Latin America provides fertile soil for the far right, right-wing populism, and authoritarianism. Self-proclaimed strongmen invoke an alleged communist threat and the loss of traditional values, using established yet often fragile democracies as springboards for seizing power. Highly conservative elites, extreme inequality, and a predominantly Christian view of the family foster a backward-looking perspective that facilitates those efforts.
Andreas Behn directs the Rosa Luxemburg Foundation’s São Paulo Office.

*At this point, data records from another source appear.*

//! Error types for the portal library.

use thiserror::Error;

/// Result type alias for portal operations.
pub type Result<T> = std::result::Result<T, GateError>;

/// Errors that can occur while routing navigation or fetching suggestions.
#[derive(Error, Debug)]
pub enum GateError {
    /// HTTP request failed.
    #[error("HTTP request failed: {0}")]
    Http(#[from] reqwest::Error),

    /// Failed to parse a response payload.
    #[error("Failed to parse response: {0}")]
    Parse(String),

    /// Background worker registration failed.
    #[error("Worker registration failed: {0}")]
    Worker(String),

    /// The runtime cannot register background workers.
    #[error("Background workers are not supported in this runtime")]
    WorkersUnsupported,

    /// An in-flight request was superseded and aborted.
    #[error("Request aborted")]
    Aborted,

    /// URL parsing error.
    #[error("URL parsing error: {0}")]
    UrlParse(#[from] url::ParseError),

    /// Generic error.
    #[error("{0}")]
    Other(String),
}
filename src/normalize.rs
//! Free-text input classification.

use std::sync::LazyLock;

use regex::Regex;

use crate::providers::SearchProvider;

static ABSOLUTE_URL: LazyLock<Regex> =
    LazyLock::new(|| Regex::new(r"^https?://(\S+\.)+\S+$").expect("valid pattern"));

static BARE_DOMAIN: LazyLock<Regex> =
    LazyLock::new(|| Regex::new(r"^(\S+\.)+\S+$").expect("valid pattern"));

/// The hosting page's location, as far as routing needs it.
#[derive(Debug, Clone)]
pub struct PageContext {
    /// Scheme without the trailing colon, e.g. `https`.
    pub scheme: String,
    /// Origin of the hosting page, e.g. `https://portal.example`.
    pub origin: String,
}

impl PageContext {
    /// Creates a context from the hosting page's scheme and origin.
    pub fn new(scheme: impl Into<String>, origin: impl Into<String>) -> Self {
        Self {
            scheme: scheme.into(),
            origin: origin.into(),
        }
    }
}

/// Turns trimmed free text into a destination URL.
///
/// Absolute http(s) URLs pass through untouched, host-like input is
/// given the page's scheme, and anything else becomes a search on the
/// active provider. The domain heuristic is deliberately permissive:
/// any dotted, whitespace-free token routes as a host, "file.name"
/// included.
pub fn normalize(input: &str, page: &PageContext, provider: &dyn SearchProvider) -> String {
    let value = input.trim();
    if ABSOLUTE_URL.is_match(value) {
        value.to_string()
    } else if BARE_DOMAIN.is_match(value) {
        format!("{}://{}", page.scheme, value)
    } else {
        provider.search_url(value)
    }
}
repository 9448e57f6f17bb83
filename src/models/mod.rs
mod holiday;
mod index_series;
mod interval;
mod ohlcv;
mod ranking;
mod snapshot_config;
mod time_window;

pub use holiday::HolidaySet;
pub use index_series::{points_in_window, DataAvailability, DataOrigin, IndexPoint, IndexSeries};
pub use interval::Interval;
pub use ohlcv::Ohlcv;
pub use ranking::{
    GroupRanking, MarketCapRanking, SymbolAttribute, SymbolFailure, SymbolRanking,
};
pub use snapshot_config::SnapshotConfig;
pub use time_window::{FetchRange, TimeWindow};
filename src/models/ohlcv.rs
use chrono::NaiveDateTime;
use serde::{Deserialize, Serialize};

/// Basic OHLCV (Open, High, Low, Close, Volume) bar as returned by a quote source
///
/// `time` is market-local (Asia/Ho_Chi_Minh). Price fields may be NaN when
/// the upstream feed left a slot empty.
#[derive(Debug, Clone, Serialize, Deserialize)]
pub struct Ohlcv {
    /// Bar timestamp, market-local
    pub time: NaiveDateTime,

    /// Opening price
    pub open: f64,

    /// Highest price
    pub high: f64,

    /// Lowest price
    pub low: f64,

    /// Closing price
    pub close: f64,

    /// Trading volume
    pub volume: u64,

    /// Optional ticker symbol
    #[serde(skip_serializing_if = "Option::is_none")]
    pub symbol: Option<String>,
}

impl Ohlcv {
    /// Create a new OHLCV bar
    pub fn new(
        time: NaiveDateTime,
        open: f64,
        high: f64,
        low: f64,
        close: f64,
        volume: u64,
    ) -> Self {
        Self {
            time,
            open,
            high,
            low,
            close,
            volume,
            symbol: None,
        }
    }

    /// Create a new OHLCV bar with symbol
    pub fn with_symbol(
        time: NaiveDateTime,
        open: f64,
        high: f64,
        low: f64,
        close: f64,
        volume: u64,
        symbol: String,
    ) -> Self {
        Self {
            symbol: Some(symbol),
            ..Self::new(time, open, high, low, close, volume)
        }
    }

    /// True when the close is a usable number
    pub fn has_numeric_close(&self) -> bool {
        self.close.is_finite()
    }
}
use std::sync::Arc;
use std::time::Instant;
use tracing::{debug, error, info};

use crate::constants::DEFAULT_TOP_N;
use crate::models::{DataOrigin, GroupRanking};
use crate::services::disk_cache::DiskCache;
use crate::services::ranker::ConcurrentRanker;
use crate::services::value_aggregator::ValueAggregator;

/// Treemap ranking for a symbol group
///
/// The disk cache is consulted first; on a hit no upstream call is made and
/// the cached rows are cut to `top_n`. An entry built with a smaller limit
/// than requested counts as a miss. On a miss the group is ranked by market cap, traded value is joined in
/// and the merged result is persisted (unless it came back empty).
pub struct GroupRankingService {
    disk_cache: Arc<DiskCache>,
    ranker: ConcurrentRanker,
    aggregator: ValueAggregator,
    top_n: usize,
}

impl GroupRankingService {
    pub fn new(disk_cache: Arc<DiskCache>, ranker: ConcurrentRanker, aggregator: ValueAggregator) -> Self {
        Self {
            disk_cache,
            ranker,
            aggregator,
            top_n: DEFAULT_TOP_N,
        }
    }

    pub fn with_top_n(mut self, top_n: usize) -> Self {
        self.top_n = top_n;
        self
    }

    pub async fn get_group_ranking(&self, group_code: &str) -> GroupRanking {
        let group_code = group_code.trim().to_uppercase();

        match self.disk_cache.load_entry(&group_code).await {
            Some(entry) if entry.covers(self.top_n) => {
                let mut rankings = entry.rankings;
                rankings.truncate(self.top_n);
                info!(group = %group_code, entries = rankings.len(), "Serving group ranking from disk cache");
                return GroupRanking {
                    group_code,
                    rankings,
                    origin: DataOrigin::Cache,
                    failures: Vec::new(),
                };
            }
            Some(entry) => {
                debug!(
                    group = %group_code,
                    cached = entry.rankings.len(),
                    cached_top_n = ?entry.top_n,
                    top_n = self.top_n,
                    "Cached group ranking is smaller than requested, rebuilding"
                );
            }
            None => {}
        }

        let started = Instant::now();
        let ranked = self.ranker.rank_by_symbol_group(&group_code, self.top_n).await;
        let merged = self.aggregator.aggregate(&ranked.rankings).await;

        let mut failures = ranked.failures;
        failures.extend(merged.failures);

        if merged.rankings.is_empty() {
            info!(group = %group_code, "Empty group ranking, not persisting");
        } else if let Err(e) = self
            .disk_cache
            .save_with_top_n(&group_code, &merged.rankings, Some(self.top_n))
            .await
        {
            error!(group = %group_code, error = %e, "Failed to persist group ranking");
        }

        info!(
            group = %group_code,
            universe = ranked.universe_size,
            ranked = merged.rankings.len(),
            failures = failures.len(),
            duration_s = started.elapsed().as_secs_f64(),
            "Built group ranking"
        );

        GroupRanking {
            group_code,
            rankings: merged.rankings,
            origin: DataOrigin::Upstream,
            failures,
        }
    }
}
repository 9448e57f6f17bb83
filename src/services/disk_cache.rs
//! Long-lived on-disk ranking cache
//!
//! One JSON file per group code:
//!
//! ```json
//! { "cache_date": "2024-06-07T08:00:00+00:00",
//!   "top_n": 35,
//!   "data": [ {"symbol": "ABC", "market_cap": 1234.5, "total_value": 6789.0} ] }
//! ```
//!
//! `top_n` is the row limit the ranking was built with; older files omit it.
//!
//! Reads never fail: a missing, unreadable, corrupt or expired file is a miss.
//! Writes for the same group are serialized and land via temp file + rename.

use chrono::{DateTime, Duration, NaiveDateTime};
use serde::{Deserialize, Serialize};
use std::collections::HashMap;
use std::path::PathBuf;
use std::sync::Arc;
use tokio::fs;
use tokio::sync::Mutex;
use tracing::{debug, info, warn};

use crate::constants::DISK_CACHE_TTL_DAYS;
use crate::error::{AppError, Result};
use crate::models::SymbolRanking;
use crate::services::clock::Clock;
use crate::utils::parse_local_timestamp;

#[derive(Debug, Serialize, Deserialize)]
struct CacheFile {
    cache_date: String,
    #[serde(default, skip_serializing_if = "Option::is_none")]
    top_n: Option<usize>,
    data: Vec<SymbolRanking>,
}

/// A fresh cache entry
#[derive(Debug, Clone, PartialEq)]
pub struct CachedRanking {
    pub rankings: Vec<SymbolRanking>,
    /// Row limit the entry was built with, when recorded
    pub top_n: Option<usize>,
}

impl CachedRanking {
    /// Whether this entry holds every row a `top_n` request would get upstream
    ///
    /// Entries without a recorded limit are taken as complete.
    pub fn covers(&self, top_n: usize) -> bool {
        match self.top_n {
            Some(saved) => saved >= top_n || self.rankings.len() >= top_n,
            None => true,
        }
    }
}

pub struct DiskCache {
    dir: PathBuf,
    ttl: Duration,
    clock: Arc<dyn Clock>,
    write_locks: Mutex<HashMap<String, Arc<Mutex<()>>>>,
}

impl DiskCache {
    pub fn new(dir: impl Into<PathBuf>, clock: Arc<dyn Clock>) -> Self {
        Self::with_ttl(dir, clock, Duration::days(DISK_CACHE_TTL_DAYS))
    }

    pub fn with_ttl(dir: impl Into<PathBuf>, clock: Arc<dyn Clock>, ttl: Duration) -> Self {
        Self {
            dir: dir.into(),
            ttl,
            clock,
            write_locks: Mutex::new(HashMap::new()),
        }
    }

    /// Path of the cache file for `group_code`
    pub fn path_for(&self, group_code: &str) -> PathBuf {
        self.dir.join(format!("{}.json", sanitize_group_code(group_code)))
    }

    /// Cached rankings for `group_code`, if the file exists and is fresh
    pub async fn load(&self, group_code: &str) -> Option<Vec<SymbolRanking>> {
        self.load_entry(group_code).await.map(|entry| entry.rankings)
    }

    /// Like [`DiskCache::load`], keeping the recorded `top_n`
    pub async fn load_entry(&self, group_code: &str) -> Option<CachedRanking> {
        let path = self.path_for(group_code);

        let content = match fs::read_to_string(&path).await {
            Ok(content) => content,
            Err(e) if e.kind() == std::io::ErrorKind::NotFound => {
                debug!(group = group_code, path = %path.display(), "No ranking cache file");
                return None;
            }
            Err(e) => {
                warn!(group = group_code, path = %path.display(), error = %e, "Failed to read ranking cache");
                return None;
            }
        };

        let file: CacheFile = match serde_json::from_str(&content) {
            Ok(file) => file,
            Err(e) => {
                warn!(group = group_code, path = %path.display(), error = %e, "Corrupt ranking cache, ignoring");
                return None;
            }
        };

        let Some(age) = self.age_of(&file.cache_date) else {
            warn!(group = group_code, cache_date = %file.cache_date, "Unparseable cache_date, ignoring");
            return None;
        };

        if age >= self.ttl {
            debug!(group = group_code, age_days = age.num_days(), "Ranking cache expired");
            return None;
        }

        debug!(group = group_code, entries = file.data.len(), age_days = age.num_days(), "Ranking cache hit");
        Some(CachedRanking {
            rankings: file.data,
            top_n: file.top_n,
        })
    }

    /// Overwrite the cache file for `group_code` with `rankings`
    pub async fn save(&self, group_code: &str, rankings: &[SymbolRanking]) -> Result<()> {
        self.save_with_top_n(group_code, rankings, None).await
    }

    /// Overwrite the cache file, recording the row limit used to build it
    pub async fn save_with_top_n(
        &self,
        group_code: &str,
        rankings: &[SymbolRanking],
        top_n: Option<usize>,
    ) -> Result<()> {
        let lock = self.group_lock(group_code).await;
        let _guard = lock.lock().await;

        fs::create_dir_all(&self.dir).await?;

        let file = CacheFile {
            cache_date: self.clock.now_utc().to_rfc3339(),
            top_n,
            data: rankings.iter().map(SymbolRanking::normalized).collect(),
        };
        let json = serde_json::to_string_pretty(&file)?;

        let path = self.path_for(group_code);
        let temp_path = path.with_extension("json.tmp");

        if let Err(e) = fs::write(&temp_path, json.as_bytes()).await {
            let _ = fs::remove_file(&temp_path).await;
            return Err(AppError::Io(format!(
                "failed to write {}: {}",
                temp_path.display(),
                e
            )));
        }

        if let Err(e) = fs::rename(&temp_path, &path).await {
            let _ = fs::remove_file(&temp_path).await;
            return Err(AppError::Io(format!(
                "failed to replace {}: {}",
                path.display(),
                e
            )));
        }

        info!(group = group_code, path = %path.display(), entries = file.data.len(), "Saved ranking cache");
        Ok(())
    }

    async fn group_lock(&self, group_code: &str) -> Arc<Mutex<()>> {
        let mut locks = self.write_locks.lock().await;
        locks
            .entry(sanitize_group_code(group_code))
            .or_insert_with(|| Arc::new(Mutex::new(())))
            .clone()
    }

    /// Age of a stored `cache_date`; naive timestamps are market-local
    fn age_of(&self, cache_date: &str) -> Option<Duration> {
        if let Ok(written) = DateTime::parse_from_rfc3339(cache_date) {
            return Some(self.clock.now_utc().signed_duration_since(written));
        }
        let written: NaiveDateTime = parse_local_timestamp(cache_date).ok()?;
        Some(self.clock.market_now().signed_duration_since(written))
    }
}

/// File-safe form of a group code
fn sanitize_group_code(group_code: &str) -> String {
    let sanitized: String = group_code
        .trim()
        .chars()
        .map(|c| {
            if c.is_ascii_alphanumeric() || c == '_' || c == '-' {
                c.to_ascii_uppercase()
            } else {
                '_'
            }
        })
        .collect();

    if sanitized.is_empty() {
        "_".to_string()
    } else {
        sanitized
    }
}
use clap::{Parser, Subcommand};

use crate::commands;

#[derive(Parser)]
#[command(name = "market-snapshot")]
#[command(about = "Vietnam market snapshot windows, index series and group rankings", long_about = None)]
pub struct Cli {
    #[command(subcommand)]
    pub command: Commands,
}

#[derive(Subcommand)]
pub enum Commands {
    /// Show the trading window that is authoritative right now (or at --at)
    Window {
        /// Market-local time to resolve instead of now (YYYY-MM-DDTHH:MM:SS)
        #[arg(long)]
        at: Option<String>,
    },
    /// Print the recent series of an index (VNINDEX, VN30, ...)
    Series {
        /// Index code
        index: String,

        /// Only print the most recent N points
        #[arg(long)]
        top_n: Option<usize>,
    },
    /// Rank a symbol group by market cap with traded value (treemap data)
    Rank {
        /// Group code (VN30, HOSE, HNX, ...)
        group: String,

        /// Number of symbols to keep (default: TREEMAP_TOP_N or 35)
        #[arg(long)]
        top_n: Option<usize>,
    },
}

pub async fn run() {
    let cli = Cli::parse();

    match cli.command {
        Commands::Window { at } => {
            commands::window::run(at);
        }
        Commands::Series { index, top_n } => {
            commands::series::run(index, top_n).await;
        }
        Commands::Rank { group, top_n } => {
            commands::rank::run(group, top_n).await;
        }
    }
}
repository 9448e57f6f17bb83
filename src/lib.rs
pub mod cli;
pub mod commands;
pub mod constants;
pub mod error;
pub mod models;
pub mod services;
pub mod utils;
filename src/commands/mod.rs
pub mod rank;
pub mod series;
pub mod window;

use std::sync::Arc;

use crate::error::Result;
use crate::models::SnapshotConfig;
use crate::services::{SystemClock, TradingCalendar, TradingWindowResolver, VciClient};

/// Shared pieces every command builds from the environment
pub(crate) struct AppContext {
    pub config: SnapshotConfig,
    pub clock: Arc<SystemClock>,
    pub calendar: Arc<TradingCalendar>,
}

impl AppContext {
    pub fn from_env() -> Result<Self> {
        let config = SnapshotConfig::from_env()?;
        let calendar = Arc::new(TradingCalendar::from_file(config.holidays_path.clone()));
        Ok(Self {
            config,
            clock: Arc::new(SystemClock::default()),
            calendar,
        })
    }

    pub fn resolver(&self) -> TradingWindowResolver {
        TradingWindowResolver::new(self.calendar.clone())
            .with_fetch_lookback_days(self.config.fetch_lookback_days)
    }

    pub fn quote_source(&self) -> Result<Arc<VciClient>> {
        Ok(Arc::new(VciClient::new(self.config.rate_limit_per_minute)?))
    }
}

/// Load the context or exit with a readable error
pub(crate) fn context_or_exit() -> AppContext {
    match AppContext::from_env() {
        Ok(ctx) => ctx,
        Err(e) => {
            eprintln!("❌ Error: {}", e);
            std::process::exit(1);
        }
    }
}
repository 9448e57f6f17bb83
use serde::{Deserialize, Serialize};
use std::fmt;

/// Bar interval requested from the quote source
#[derive(Debug, Clone, Copy, PartialEq, Eq, Hash, Serialize, Deserialize)]
pub enum Interval {
    /// 1-minute bars (intraday snapshots)
    Minute,
    /// Daily bars
    Daily,
    /// Weekly bars (resampled from daily)
    Weekly,
}

impl Interval {
    /// Convert to VCI API format ("1m", "1D", "1W")
    pub fn to_vci_format(&self) -> &'static str {
        match self {
            Interval::Minute => "1m",
            Interval::Daily => "1D",
            Interval::Weekly => "1W",
        }
    }
}

impl fmt::Display for Interval {
    fn fmt(&self, f: &mut fmt::Formatter<'_>) -> fmt::Result {
        write!(f, "{}", self.to_vci_format())
    }
}
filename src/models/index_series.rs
use chrono::NaiveDateTime;
use serde::{Deserialize, Serialize};
use std::collections::BTreeMap;

use super::{Ohlcv, TimeWindow};

/// One price sample of an index
#[derive(Debug, Clone, Copy, PartialEq, Serialize, Deserialize)]
pub struct IndexPoint {
    pub time: NaiveDateTime,
    pub value: f64,
}

impl IndexPoint {
    pub fn new(time: NaiveDateTime, value: f64) -> Self {
        Self { time, value }
    }
}

/// Where a result came from
#[derive(Debug, Clone, Copy, PartialEq, Eq, Serialize, Deserialize)]
pub enum DataOrigin {
    /// Served from a cache without touching the quote source
    Cache,
    /// Fetched from the quote source for this request
    Upstream,
}

/// Whether upstream data could be obtained
#[derive(Debug, Clone, PartialEq, Eq, Serialize, Deserialize)]
pub enum DataAvailability {
    Available,
    /// Upstream failed; callers render "N/A"
    Unavailable { reason: String },
}

impl DataAvailability {
    pub fn is_available(&self) -> bool {
        matches!(self, DataAvailability::Available)
    }
}

/// Index history for the current trading window
#[derive(Debug, Clone, Serialize, Deserialize)]
pub struct IndexSeries {
    pub index_code: String,
    pub window: TimeWindow,
    pub points: Vec<IndexPoint>,
    pub availability: DataAvailability,
    pub origin: DataOrigin,
}

impl IndexSeries {
    pub fn is_available(&self) -> bool {
        self.availability.is_available()
    }
}

/// Convert raw bars of `window` into index points
///
/// Drops bars outside the window or without a numeric close, keeps the last
/// bar seen for each timestamp and returns the points in ascending time order.
pub fn points_in_window(bars: &[Ohlcv], window: &TimeWindow) -> Vec<IndexPoint> {
    let mut by_time: BTreeMap<NaiveDateTime, f64> = BTreeMap::new();

    for bar in bars {
        if !window.contains(bar.time) || !bar.has_numeric_close() {
            continue;
        }
        by_time.insert(bar.time, bar.close);
    }

    by_time
        .into_iter()
        .map(|(time, value)| IndexPoint::new(time, value))
        .collect()
}
use chrono::NaiveDate;

use crate::services::{Clock, HolidayStatus, TradingCalendar};
use crate::utils::{format_local_timestamp, parse_local_timestamp};

use super::context_or_exit;

pub fn run(at: Option<String>) {
    let ctx = context_or_exit();

    let now = match at {
        Some(at) => match parse_local_timestamp(&at) {
            Ok(now) => now,
            Err(e) => {
                eprintln!("❌ Error: {}", e);
                std::process::exit(1);
            }
        },
        None => ctx.clock.market_now(),
    };

    let resolved = ctx.resolver().resolve(now);
    let today = now.date();

    println!(
        "🕒 Now:          {} ({})",
        format_local_timestamp(&now),
        day_kind(&ctx.calendar, today)
    );
    println!("📍 Phase:        {:?}", resolved.phase);
    println!("🪟 Window:       {}", resolved.window);
    println!("⏱  Duration:     {} min", resolved.window.duration().num_minutes());
    println!("📥 Fetch range:  {}", resolved.fetch_range);
}

fn day_kind(calendar: &TradingCalendar, date: NaiveDate) -> &'static str {
    if calendar.is_weekend(date) {
        return "weekend";
    }
    match calendar.holiday_status(date) {
        HolidayStatus::Holiday => "holiday",
        HolidayStatus::TradingDay => "trading day",
        HolidayStatus::Unknown => "unknown (holiday year not loaded, assuming trading day)",
    }
}
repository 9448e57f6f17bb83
use chrono::{Datelike, NaiveDate};
use serde::{Deserialize, Serialize};
use std::collections::{BTreeSet, HashMap};
use std::fs;
use std::path::Path;
use tracing::warn;

use crate::error::{Error, Result};

/// Public holidays grouped by year
///
/// Holiday files are JSON objects keyed by year, each holding ISO dates:
///
/// ```json
/// { "2024": ["2024-01-01", "2024-04-30", "2024-05-01"] }
/// ```
#[derive(Debug, Clone, Default, Serialize, Deserialize)]
pub struct HolidaySet {
    #[serde(flatten)]
    years: HashMap<String, BTreeSet<NaiveDate>>,
}

impl HolidaySet {
    pub fn new() -> Self {
        Self::default()
    }

    /// Load holidays from a JSON file
    pub fn from_file<P: AsRef<Path>>(path: P) -> Result<Self> {
        let path = path.as_ref();
        let content = fs::read_to_string(path)
            .map_err(|e| Error::Io(format!("Failed to read holiday file {}: {}", path.display(), e)))?;
        Self::from_json(&content)
    }

    /// Parse holidays from JSON text; unparseable dates are skipped
    pub fn from_json(content: &str) -> Result<Self> {
        let raw: HashMap<String, Vec<String>> = serde_json::from_str(content)?;

        let mut set = Self::new();
        for (year, dates) in raw {
            let entry = set.years.entry(year.clone()).or_default();
            for date_str in dates {
                match NaiveDate::parse_from_str(date_str.trim(), "%Y-%m-%d") {
                    Ok(date) => {
                        entry.insert(date);
                    }
                    Err(e) => {
                        warn!(year = %year, date = %date_str, error = %e, "Skipping unparseable holiday date");
                    }
                }
            }
        }

        Ok(set)
    }

    /// Build from a list of dates, grouping them by their own year
    pub fn from_dates<I: IntoIterator<Item = NaiveDate>>(dates: I) -> Self {
        let mut set = Self::new();
        for date in dates {
            set.insert(date);
        }
        set
    }

    pub fn insert(&mut self, date: NaiveDate) {
        self.years
            .entry(date.year().to_string())
            .or_default()
            .insert(date);
    }

    /// Register a year as known, even if it has no holidays
    pub fn insert_year(&mut self, year: i32) {
        self.years.entry(year.to_string()).or_default();
    }

    /// Holidays of a given year, or `None` when the year is not covered
    pub fn year(&self, year: i32) -> Option<&BTreeSet<NaiveDate>> {
        self.years.get(&year.to_string())
    }

    pub fn is_empty(&self) -> bool {
        self.years.is_empty()
    }

    /// Covered years, sorted
    pub fn years(&self) -> Vec<String> {
        let mut years: Vec<String> = self.years.keys().cloned().collect();
        years.sort();
        years
    }
}
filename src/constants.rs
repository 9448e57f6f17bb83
//! Market and cache constants
//!
//! Defaults for the trading session, window resolution, caches and the
//! per-symbol fan-out. Every value here can be overridden through
//! [`SnapshotConfig`](crate::models::SnapshotConfig) except the session hours,
//! which live in [`TradingHours`](crate::services::trading_calendar::TradingHours).

/// Market timezone for the Vietnam stock exchanges (HOSE, HNX, UPCOM)
pub const MARKET_TIMEZONE: &str = "Asia/Ho_Chi_Minh";

/// Session open hour (09:00 local)
pub const MARKET_OPEN_HOUR: u32 = 9;

/// Session close hour (15:00 local)
pub const MARKET_CLOSE_HOUR: u32 = 15;

/// Minutes before the open at which a growing intraday window starts (08:59)
pub const INTRADAY_LEAD_MINUTES: i64 = 1;

/// Maximum number of days `previous_trading_day` walks backwards
pub const PREVIOUS_TRADING_DAY_LOOKBACK: u32 = 10;

/// Calendar days subtracted from the window start when fetching from the quote source
pub const DEFAULT_FETCH_LOOKBACK_DAYS: i64 = 10;

/// Minimum delay between holiday file reloads after a failed or empty load
pub const HOLIDAY_RELOAD_BACKOFF_SECONDS: u64 = 60;

/// In-memory snapshot cache TTL (10 minutes)
pub const SHORT_CACHE_TTL_SECONDS: i64 = 600;

/// Upper bound on in-memory snapshot cache entries before eviction kicks in
pub const SHORT_CACHE_MAX_ENTRIES: usize = 1024;

/// On-disk ranking cache TTL
pub const DISK_CACHE_TTL_DAYS: i64 = 90;

/// Concurrent per-symbol requests during a group ranking fan-out
pub const WORKER_POOL_SIZE: usize = 10;

/// Number of symbols kept in a group ranking (treemap view)
pub const DEFAULT_TOP_N: usize = 35;

/// Default VCI request budget per minute
pub const DEFAULT_RATE_LIMIT_PER_MINUTE: u32 = 60;

/// Index tickers served by the snapshot service
pub const INDEX_TICKERS: &[&str] = &["VNINDEX", "VN30", "HNXINDEX", "UPCOMINDEX"];
pub mod clock;
pub mod disk_cache;
pub mod group_ranking;
pub mod market_index;
pub mod quote_source;
pub mod ranker;
pub mod short_term_cache;
pub mod trading_calendar;
pub mod value_aggregator;
pub mod vci;
pub mod window_resolver;
pub mod worker_pool;

pub use clock::{Clock, ManualClock, SystemClock};
pub use disk_cache::{CachedRanking, DiskCache};
pub use group_ranking::GroupRankingService;
pub use market_index::{MarketIndexService, SnapshotCache};
pub use quote_source::{FinancialRatio, PriceBoardEntry, QuoteError, QuoteSource, RatioPeriod};
pub use ranker::{ConcurrentRanker, RankOutcome};
pub use short_term_cache::{window_cache_key, CacheEntry, ShortTermCache};
pub use trading_calendar::{HolidayStatus, TradingCalendar, TradingHours};
pub use value_aggregator::{AggregateOutcome, ValueAggregator};
pub use vci::{SharedRateLimiter, VciClient};
pub use window_resolver::{ResolvedWindow, SessionPhase, TradingWindowResolver};
pub use worker_pool::{FanOutReport, WorkerPool};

Meanwhile, this new-right wave has gained significant influence in almost every South American country. Despite many local differences, that influence is growing due to active networking. Both centre-right and centre-left parties are struggling to develop formulas for combatting these far-right tendencies. Many elections in recent years have been head-to-head contests between candidates who favour democracy versus those that are rather more authoritarian, as has also been the case in the US and numerous European countries.
Brazil: A Religious-Political Alliance
Thus far, the biggest milestone in this trend has been the election of far-right politician Jair Bolsonaro as president of Brazil in 2018. The surprising win by the long-time parliamentary backbencher was not the result of years of political planning, but rather the last act of a bitter power struggle between the left-wing Brazilian Labour Party (PT) and traditional conservative parties. After 16 years of PT governance, this led to President Dilma Rousseff’s removal from office and, shortly thereafter, the imprisonment of former President Luiz Ignácio Lula da Silva.
Triumphant, the conservatives hoped to finally win the subsequent elections, but that is not what happened: the candidate for the Brazilian Social Democracy Party (PSDB), once the country’s most important conservative, pro-business party, received less than 5 percent of the votes, while the PT candidate made it to the run-off, where he was soundly defeated by Bolsonaro.
In retrospect, this dramatic episode reveals several factors and tendencies that remain crucial to the regional spread of authoritarian positions today. The discrediting of politics and the established party system began not with right-wing populist hate speech, but rather with the desperate effort by politicians and conservative mass media — who are, in theory, both pro-democracy — to use every conceivable means to vilify the PT government. With that groundwork already in place, all it took was Bolsonaro’s fake news campaigns just a few weeks before the election — disseminated especially via the messaging service WhatsApp — to convince enough undecided voters that Brazil needed his strong hand to ward off the country’s destruction.
Bolsonaro’s strident provocations, his racist and misogynist agitation, and the farce of his anti-elite rhetoric caught on because the democratic stability arduously constructed since the 1990s was built on shaky ground.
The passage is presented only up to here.